Recensione a “Quinta dimensione. Poesie scelte 1958 - 2018” di Corrado Calabrò


La prima impressione che ho avuto dalla lettura dell’antologia di poesie “Quinta dimensione” di Corrado Calabrò, libro che raccoglie in parte la sua ampia produzione poetica dal 1958 ad oggi, è quella di limpidezza e profondità. Una metafora per sintetizzare la sua poesia è quella che rimanda alla trasparenza e, appunto, alla profondità del mare. Certamente il paesaggio di aspra e luminosa bellezza della Calabria è per il poeta “paesaggio interiore”. È il poeta stesso a dichiarare “in mare non ho mai avuto paura; addirittura avverto una sorta d’attrazione a finire la mia vita in mare”. [1]

Tuttavia, come ha ben messo in luce Carlo Bo “il mare che riassume tutte le sue ansie e le sue aspirazioni è un mare senza nome, è la voce eterna della nostra esistenza”[2]

Portare il lettore a riflettere sugli interrogativi fondamentali della nostra esistenza, andando oltre la mera apparenza delle cose, cercare di fare luce sul mistero in cui siamo immersi, è compito della letteratura (e delle arti in generale) e della scienza.

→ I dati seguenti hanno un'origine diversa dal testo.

//! Source map for the single buffer the core compiles.
//!
//! The driver feeds exactly one `.pim` file to the pipeline per invocation
//! (spec §1/§6), so unlike a multi-file compiler's source map this tracks
//! one buffer's line table, not a registry of file ids.

use super::Span;

/// Line table over a single source buffer, used to render the
/// `<path>:<line>` + snippet + caret diagnostics every `CompileError`
/// produces (spec §7).
///
/// # Examples
///
/// ```
/// use pimoc_util::span::{SourceMap, Span};
///
/// let map = SourceMap::new("main.pim", "func main:\n  return 0\n");
/// assert_eq!(map.line_at(2), Some("  return 0"));
/// let rendered = map.format_span(Span::new(2));
/// assert!(rendered.contains("main.pim:2"));
/// ```
#[derive(Clone)]
pub struct SourceMap {
    path: String,
    text: String,
    line_starts: Vec<usize>,
}

impl SourceMap {
    pub fn new(path: impl Into<String>, text: impl Into<String>) -> Self {
        let text = text.into();
        let line_starts = Self::compute_line_starts(&text);
        Self {
            path: path.into(),
            text,
            line_starts,
        }
    }

    fn compute_line_starts(text: &str) -> Vec<usize> {
        let mut line_starts = vec![0];
        for (i, ch) in text.char_indices() {
            if ch == '\n' {
                line_starts.push(i + 1);
            }
        }
        line_starts
    }

    #[inline]
    pub fn path(&self) -> &str {
        &self.path
    }

    #[inline]
    pub fn text(&self) -> &str {
        &self.text
    }

    /// Total number of lines, at least 1 even for empty input.
    #[inline]
    pub fn line_count(&self) -> usize {
        self.line_starts.len()
    }

    /// Returns the text of a 1-based line, without its trailing newline.
    pub fn line_at(&self, line: u32) -> Option<&str> {
        let idx = line.checked_sub(1)? as usize;
        let start = *self.line_starts.get(idx)?;
        let end = self
            .line_starts
            .get(idx + 1)
            .map(|&s| s.saturating_sub(1))
            .unwrap_or(self.text.len());
        self.text
            .get(start..end)
            .map(|s| s.trim_end_matches('\r'))
    }

    /// Renders `<path>:<line>` plus the offending source line and a caret
    /// underneath it, the snippet format `CompileError`'s `Display` embeds.
    pub fn format_span(&self, span: Span) -> String {
        let header = format!("{}:{}", self.path, span.line());
        match self.line_at(span.line()) {
            Some(line_text) => {
                let caret_len = line_text.trim_end().chars().count().max(1);
                let gutter = span.line().to_string();
                format!(
                    "{header}\n  {gutter} | {text}\n  {pad} | {carets}",
                    header = header,
                    gutter = gutter,
                    text = line_text,
                    pad = " ".repeat(gutter.len()),
                    carets = "^".repeat(caret_len),
                )
            }
            None => header,
        }
    }
}

#[cfg(test)]
mod tests {
    use super::*;

    #[test]
    fn single_line_buffer_reports_one_line() {
        let map = SourceMap::new("a.pim", "func main:");
        assert_eq!(map.line_count(), 1);
        assert_eq!(map.line_at(1), Some("func main:"));
    }

    #[test]
    fn format_span_includes_path_line_and_caret() {
        let map = SourceMap::new("a.pim", "x = 1\ny = 2\n");
        let rendered = map.format_span(Span::new(2));
        assert!(rendered.contains("a.pim:2"));
        assert!(rendered.contains("y = 2"));
        assert!(rendered.contains('^'));
    }

    #[test]
    fn line_at_out_of_range_is_none() {
        let map = SourceMap::new("a.pim", "x = 1\n");
        assert!(map.line_at(99).is_none());
    }

    #[test]
    fn empty_buffer_has_one_empty_line() {
        let map = SourceMap::new("empty.pim", "");
        assert_eq!(map.line_count(), 1);
        assert_eq!(map.line_at(1), Some(""));
    }
}
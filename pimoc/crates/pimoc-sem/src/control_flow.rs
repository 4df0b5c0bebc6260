//! `if`/`elif`/`else` and `while` emission (spec §4.6).
//!
//! Grounded on the teacher's general "emit into a freshly appended basic
//! block, branch, reposition the builder" idiom used throughout its former
//! LIR-to-LLVM lowering, generalized to the control-flow shapes this spec
//! names. [`IfContext`]/[`WhileContext`] only scaffold one construct at a
//! time — they are never stored past the call that builds them.

use inkwell::basic_block::BasicBlock;
use inkwell::values::FunctionValue;
use inkwell::IntPredicate;

use pimoc_par::BlockId;
use pimoc_util::{CompileError, Span};

use crate::compiler::Compiler;
use crate::context::{IfContext, WhileContext};

/// One `if`/`elif` alternative: its condition token-node and its body
/// segment, collected by the instruction dispatcher before calling
/// [`Compiler::emit_if`].
pub struct Alternative {
    pub cond: pimoc_par::TokenNode,
    pub body: BlockId,
}

impl<'a, 'ctx> Compiler<'a, 'ctx> {
    fn current_function(&self) -> Result<FunctionValue<'ctx>, CompileError> {
        let mut scope = self.current_scope;
        loop {
            if let crate::scope::ScopeKind::Function { function, .. } = &self.scopes.get(scope).kind {
                return Ok(*function);
            }
            match self.scopes.get(scope).parent {
                Some(parent) => scope = parent,
                None => {
                    return Err(CompileError::InvalidInstructionContext {
                        span: Span::DUMMY,
                        detail: "control flow outside of a function body".into(),
                    })
                }
            }
        }
    }

    fn evaluate_condition(&mut self, cond: &pimoc_par::TokenNode) -> Result<inkwell::values::IntValue<'ctx>, CompileError> {
        let value = self.evaluate_token(cond, Some("bool"))?;
        let bool_ty = self.backend.context.bool_type();
        let as_bool = value.value.into_int_value();
        let false_v = bool_ty.const_zero();
        self.backend
            .builder
            .build_int_compare(IntPredicate::NE, as_bool, false_v, "cond")
            .map_err(|e| CompileError::Internal {
                message: e.to_string(),
            })
    }

    /// Emits `if`/`elif`/`else` per spec §4.6. `alternatives[0]` is the
    /// `if`; the rest are `elif`s. `else_body` is `None` when omitted.
    pub fn emit_if(&mut self, alternatives: &[Alternative], else_body: Option<BlockId>) -> Result<(), CompileError> {
        let function = self.current_function()?;
        let final_block = self.backend.context.append_basic_block(function, "if_final");
        let if_block = self.backend.context.append_basic_block(function, "if_then");
        let else_block = self.backend.context.append_basic_block(function, "if_else");

        let elif_blocks: Vec<BasicBlock<'ctx>> = (1..alternatives.len())
            .map(|i| self.backend.context.append_basic_block(function, &format!("elif_{i}")))
            .collect();
        let interm_blocks: Vec<BasicBlock<'ctx>> = (1..alternatives.len())
            .map(|i| self.backend.context.append_basic_block(function, &format!("elif_cond_{i}")))
            .collect();

        let ctx = IfContext {
            final_block,
            if_block,
            else_block,
            elif_blocks,
            interm_blocks,
        };

        let first = &alternatives[0];
        let cmp = self.evaluate_condition(&first.cond)?;
        let first_false_target = ctx.interm_blocks.first().copied().unwrap_or(ctx.else_block);
        self.backend
            .builder
            .build_conditional_branch(cmp, ctx.if_block, first_false_target)
            .map_err(internal)?;

        self.backend.builder.position_at_end(ctx.if_block);
        self.compile_segment(first.body)?;
        self.branch_to_if_unterminated(ctx.final_block)?;

        for (i, alt) in alternatives.iter().enumerate().skip(1) {
            let interm = ctx.interm_blocks[i - 1];
            let elif_block = ctx.elif_blocks[i - 1];
            let next_false_target = ctx.interm_blocks.get(i).copied().unwrap_or(ctx.else_block);

            self.backend.builder.position_at_end(interm);
            let cmp = self.evaluate_condition(&alt.cond)?;
            self.backend
                .builder
                .build_conditional_branch(cmp, elif_block, next_false_target)
                .map_err(internal)?;

            self.backend.builder.position_at_end(elif_block);
            self.compile_segment(alt.body)?;
            self.branch_to_if_unterminated(ctx.final_block)?;
        }

        self.backend.builder.position_at_end(ctx.else_block);
        if let Some(body) = else_body {
            self.compile_segment(body)?;
        }
        self.branch_to_if_unterminated(ctx.final_block)?;

        self.backend.builder.position_at_end(ctx.final_block);
        Ok(())
    }

    fn branch_to_if_unterminated(&self, target: BasicBlock<'ctx>) -> Result<(), CompileError> {
        let current = self.backend.builder.get_insert_block().expect("builder always has an insertion point");
        if current.get_terminator().is_none() {
            self.backend.builder.build_unconditional_branch(target).map_err(internal)?;
        }
        Ok(())
    }

    /// Emits `while` per spec §4.6.
    pub fn emit_while(&mut self, cond: &pimoc_par::TokenNode, body: BlockId) -> Result<(), CompileError> {
        let function = self.current_function()?;
        let while_block = self.backend.context.append_basic_block(function, "while_body");
        let final_block = self.backend.context.append_basic_block(function, "while_final");
        let ctx = WhileContext {
            while_block,
            final_block,
        };

        let cmp = self.evaluate_condition(cond)?;
        self.backend
            .builder
            .build_conditional_branch(cmp, ctx.while_block, ctx.final_block)
            .map_err(internal)?;

        self.backend.builder.position_at_end(ctx.while_block);
        self.compile_segment(body)?;
        let cmp_again = self.evaluate_condition(cond)?;
        let current = self.backend.builder.get_insert_block().expect("builder always has an insertion point");
        if current.get_terminator().is_none() {
            self.backend
                .builder
                .build_conditional_branch(cmp_again, ctx.while_block, ctx.final_block)
                .map_err(internal)?;
        }

        self.backend.builder.position_at_end(ctx.final_block);
        Ok(())
    }
}

fn internal(e: impl std::fmt::Display) -> CompileError {
    CompileError::Internal {
        message: e.to_string(),
    }
}
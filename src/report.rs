//! HTML report of the selected items.
use std::{
    fs,
    io::{self, Write},
    path::{Path, PathBuf},
};

use log::{debug, info};
use tempfile::NamedTempFile;

use crate::{escape_html, Item, Result, SavedError, REDDIT_BASE_URL};

/// Report file written when no `--output` is given.
pub const DEFAULT_REPORT_FILE: &str = "redditsaved.html";

/// One report line: id, community, the post link and its source link.
pub fn render_line(item: &Item) -> String {
    format!(
        "{}: r/{} <a href=\"{}\">{}</a> --- <a href=\"{}\">Source</a><br />",
        item.id(),
        escape_html(item.community()),
        escape_html(&format!("{}{}", REDDIT_BASE_URL, item.permalink())),
        escape_html(item.title()),
        escape_html(item.url()),
    )
}

/// The complete report document.
pub fn render_report(items: &[&Item]) -> String {
    let mut html = String::from(
        "<!DOCTYPE html>\n<html>\n<head>\n<meta charset=\"utf-8\">\n<title>Saved items</title>\n</head>\n<body>\n",
    );
    for item in items {
        html.push_str(&render_line(item));
        html.push('\n');
    }
    html.push_str("</body>\n</html>\n");
    html
}

/// Writes the report for `items` to `path`, replacing any previous report.
///
/// An empty selection is refused with [`SavedError::NoMatches`] so that an
/// empty report is never produced.
pub fn write_report(items: &[&Item], path: &Path) -> Result<PathBuf> {
    if items.is_empty() {
        return Err(SavedError::NoMatches);
    }

    let write_failed = |source: io::Error| SavedError::ReportWriteFailed {
        path: path.to_path_buf(),
        source,
    };

    let dir = match path.parent() {
        Some(parent) if !parent.as_os_str().is_empty() => parent,
        _ => Path::new("."),
    };

    debug!("Rendering {} items into {}", items.len(), path.display());
    let html = render_report(items);

    let mut temp_file = NamedTempFile::new_in(dir).map_err(write_failed)?;
    temp_file.write_all(html.as_bytes()).map_err(write_failed)?;
    temp_file.flush().map_err(write_failed)?;
    temp_file
        .persist(path)
        .map_err(|e| write_failed(e.error))?;

    info!("Report with {} items written to {}", items.len(), path.display());
    Ok(path.to_path_buf())
}

/// Deletes a previously written report.
pub fn remove_report(path: &Path) -> Result<()> {
    fs::remove_file(path).map_err(|e| SavedError::ApplicationError {
        message: format!("Could not remove {}: {}", path.display(), e),
    })?;
    info!("Removed report {}", path.display());
    Ok(())
}
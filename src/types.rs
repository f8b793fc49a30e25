//! Core value types shared across the redditsaved application.
use std::{fmt, time::Duration};

use serde::{Deserialize, Serialize};

use crate::SavedError;

/// A specialized Result type for redditsaved operations.
pub type Result<T> = std::result::Result<T, SavedError>;

/// Hard cap the listing API places on a single saved-items query.
pub const MAX_FETCH_LIMIT: u32 = 1000;

/// Number of saved items fetched when the user does not ask for a count.
pub const DEFAULT_FETCH_LIMIT: u32 = 100;

/// A fetch size that is known to respect [`MAX_FETCH_LIMIT`].
#[derive(Debug, Clone, Copy, PartialEq, Eq)]
pub struct FetchLimit(u32);

impl FetchLimit {
    /// Clamps `requested` into `1..=MAX_FETCH_LIMIT`.
    ///
    /// The flag is `true` when the request was lowered to the cap, so the
    /// caller can tell the user.
    pub fn clamped(requested: u32) -> (Self, bool) {
        if requested > MAX_FETCH_LIMIT {
            (Self(MAX_FETCH_LIMIT), true)
        } else {
            (Self(requested.max(1)), false)
        }
    }

    pub fn get(self) -> u32 {
        self.0
    }
}

impl Default for FetchLimit {
    fn default() -> Self {
        Self(DEFAULT_FETCH_LIMIT)
    }
}

impl fmt::Display for FetchLimit {
    fn fmt(&self, f: &mut fmt::Formatter<'_>) -> fmt::Result {
        write!(f, "{}", self.0)
    }
}

/// Bounded retry settings for authentication.
#[derive(Debug, Clone, Copy, PartialEq, Eq, Serialize, Deserialize)]
pub struct RetryPolicy {
    /// Total number of attempts, including the first one
    #[serde(default = "default_max_attempts")]
    pub max_attempts: u32,

    /// Delay before the second attempt; doubled for every further attempt
    #[serde(default = "default_backoff_ms")]
    pub backoff_ms: u64,

    /// Upper bound for any single delay
    #[serde(default = "default_max_backoff_ms")]
    pub max_backoff_ms: u64,
}

fn default_max_attempts() -> u32 {
    5
}

fn default_backoff_ms() -> u64 {
    500
}

fn default_max_backoff_ms() -> u64 {
    30_000
}

impl Default for RetryPolicy {
    fn default() -> Self {
        Self {
            max_attempts: default_max_attempts(),
            backoff_ms: default_backoff_ms(),
            max_backoff_ms: default_max_backoff_ms(),
        }
    }
}

impl RetryPolicy {
    /// Delay to wait after the given (1-based) failed attempt, never more
    /// than `max_backoff_ms`.
    pub fn delay_after(&self, attempt: u32) -> Duration {
        let factor = 1u64.checked_shl(attempt.saturating_sub(1)).unwrap_or(u64::MAX);
        let delay = self.backoff_ms.saturating_mul(factor);
        Duration::from_millis(delay.min(self.max_backoff_ms))
    }
}

/// Everything needed to open a session on the remote account.
#[derive(Clone)]
pub struct Credentials {
    pub user_agent: String,
    pub client_id: String,
    pub client_secret: String,
    pub username: String,
    pub password: String,
}

// Secrets stay out of logs.
impl fmt::Debug for Credentials {
    fn fmt(&self, f: &mut fmt::Formatter<'_>) -> fmt::Result {
        f.debug_struct("Credentials")
            .field("user_agent", &self.user_agent)
            .field("client_id", &self.client_id)
            .field("client_secret", &"<redacted>")
            .field("username", &self.username)
            .field("password", &"<redacted>")
            .finish()
    }
}
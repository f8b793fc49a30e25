//! Saved-item records.
//!
//! [`RawItem`] is what the remote listing hands us. [`Item`] is the numbered,
//! immutable record the rest of the application works with; its community is
//! derived from the permalink exactly once, when the item is built.
use serde::{Deserialize, Serialize};

/// A saved post as returned by the remote listing, before numbering.
#[derive(Debug, Clone, PartialEq, Eq, Serialize, Deserialize)]
pub struct RawItem {
    pub title: String,
    pub permalink: String,
    pub url: String,
}

impl RawItem {
    pub fn new(
        title: impl Into<String>,
        permalink: impl Into<String>,
        url: impl Into<String>,
    ) -> Self {
        Self {
            title: title.into(),
            permalink: permalink.into(),
            url: url.into(),
        }
    }
}

/// A single saved item inside one run's collection.
#[derive(Debug, Clone, PartialEq, Eq, Serialize, Deserialize)]
#[serde(from = "StoredItem")]
pub struct Item {
    id: usize,
    title: String,
    permalink: String,
    url: String,
    #[serde(skip_serializing)]
    community: String,
}

/// On-disk shape of an [`Item`]; the community is never stored.
#[derive(Deserialize)]
struct StoredItem {
    #[serde(default)]
    id: usize,
    #[serde(default)]
    title: String,
    permalink: String,
    url: String,
}

impl From<StoredItem> for Item {
    fn from(stored: StoredItem) -> Self {
        Item::new(
            stored.id,
            RawItem {
                title: stored.title,
                permalink: stored.permalink,
                url: stored.url,
            },
        )
    }
}

impl Item {
    /// Builds an item from raw fields, deriving its community.
    pub fn new(id: usize, raw: RawItem) -> Self {
        let community = derive_community(&raw.permalink).to_string();
        Self {
            id,
            title: raw.title,
            permalink: raw.permalink,
            url: raw.url,
            community,
        }
    }

    pub fn id(&self) -> usize {
        self.id
    }

    pub fn title(&self) -> &str {
        &self.title
    }

    pub fn permalink(&self) -> &str {
        &self.permalink
    }

    pub fn url(&self) -> &str {
        &self.url
    }

    pub fn community(&self) -> &str {
        &self.community
    }

    /// Strips the run-local id, keeping the persisted fields.
    pub fn into_raw(self) -> RawItem {
        RawItem {
            title: self.title,
            permalink: self.permalink,
            url: self.url,
        }
    }
}

/// Extracts the community name from a permalink such as
/// `/r/<community>/comments/...`.
///
/// Returns the segment after the first separator. A permalink without the
/// leading separator is accepted when it still has the `r/<name>` shape;
/// anything else yields an empty string.
pub fn derive_community(permalink: &str) -> &str {
    let mut segments = match permalink.strip_prefix('/') {
        Some(rest) => rest.split('/'),
        None => {
            // "r/foo/..." without the leading slash
            let mut parts = permalink.split('/');
            return match (parts.next(), parts.next()) {
                (Some("r" | "u" | "user"), Some(name)) => name,
                _ => "",
            };
        }
    };

    // skip the "r" in "/r/foo/..."
    match (segments.next(), segments.next()) {
        (Some(_prefix), Some(name)) => name,
        _ => "",
    }
}

/// The ordered, append-only collection of one run.
///
/// Ids are handed out from a single counter in append order, so they are
/// always `0..len` without gaps.
#[derive(Debug, Default, Clone)]
pub struct Collection {
    items: Vec<Item>,
}

impl Collection {
    pub fn new() -> Self {
        Self::default()
    }

    pub fn with_capacity(capacity: usize) -> Self {
        Self {
            items: Vec::with_capacity(capacity),
        }
    }

    /// Appends a freshly fetched item and returns its id.
    pub fn push_raw(&mut self, raw: RawItem) -> usize {
        let id = self.items.len();
        self.items.push(Item::new(id, raw));
        id
    }

    /// Appends a restored item under a fresh id and returns that id.
    pub fn push_restored(&mut self, item: Item) -> usize {
        self.push_raw(item.into_raw())
    }

    pub fn items(&self) -> &[Item] {
        &self.items
    }

    pub fn len(&self) -> usize {
        self.items.len()
    }

    pub fn is_empty(&self) -> bool {
        self.items.is_empty()
    }

    pub fn iter(&self) -> std::slice::Iter<'_, Item> {
        self.items.iter()
    }
}

impl<'a> IntoIterator for &'a Collection {
    type Item = &'a Item;
    type IntoIter = std::slice::Iter<'a, Item>;

    fn into_iter(self) -> Self::IntoIter {
        self.items.iter()
    }
}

Corrado Calabrò, sin dalla prima lettura delle sue poesie, riesce a catturare l’attenzione grazie appunto al suo dettato poetico, dove chiarezza e profondità, unite ad una musicalità costante, inducono a soffermarsi sui versi, a pensare, Questa, insieme a quella limpidezza di cui ho scritto sopra, è una rara prerogativa di poeti e scrittori che sono o sono stati anche matematici e fisici o che comunque hanno approfondito le loro conoscenze in ambito scientifico. Penso, solo per citarne alcuni a Lucrezio, a Dante, a Goethe, a Musil, a Borges, Lewis Carrol e, poi a Calvino, Levi e Sinisgalli. Calabrò ha infatti una vasta cultura, che spazia dalla letteratura alla filosofia alla fisica e all’astrofisica (e quindi alla matematica). Il profondo interesse per le cosiddette “scienze dure” ha certamente influito sul suo “ποιείν”: ad avere “un abito mentale di concretezza e di concisione, al desiderio costante di non fermarsi alla superficie delle cose” [3]. Il fisico e narratore Carlo Rovelli scrive “la condizione umana non viene esplorata solo attraverso leggi scientifiche, ma è esplorata dai concetti filosofici e soprattutto tramite categorie della narrativa e della poesia che distillano e coagulano, trasfondono e uniscono la comprensione e l’intuizione, il sapere e il sentire”.[4] Non può dunque esserci innaturale frattura tra scienza e poesia.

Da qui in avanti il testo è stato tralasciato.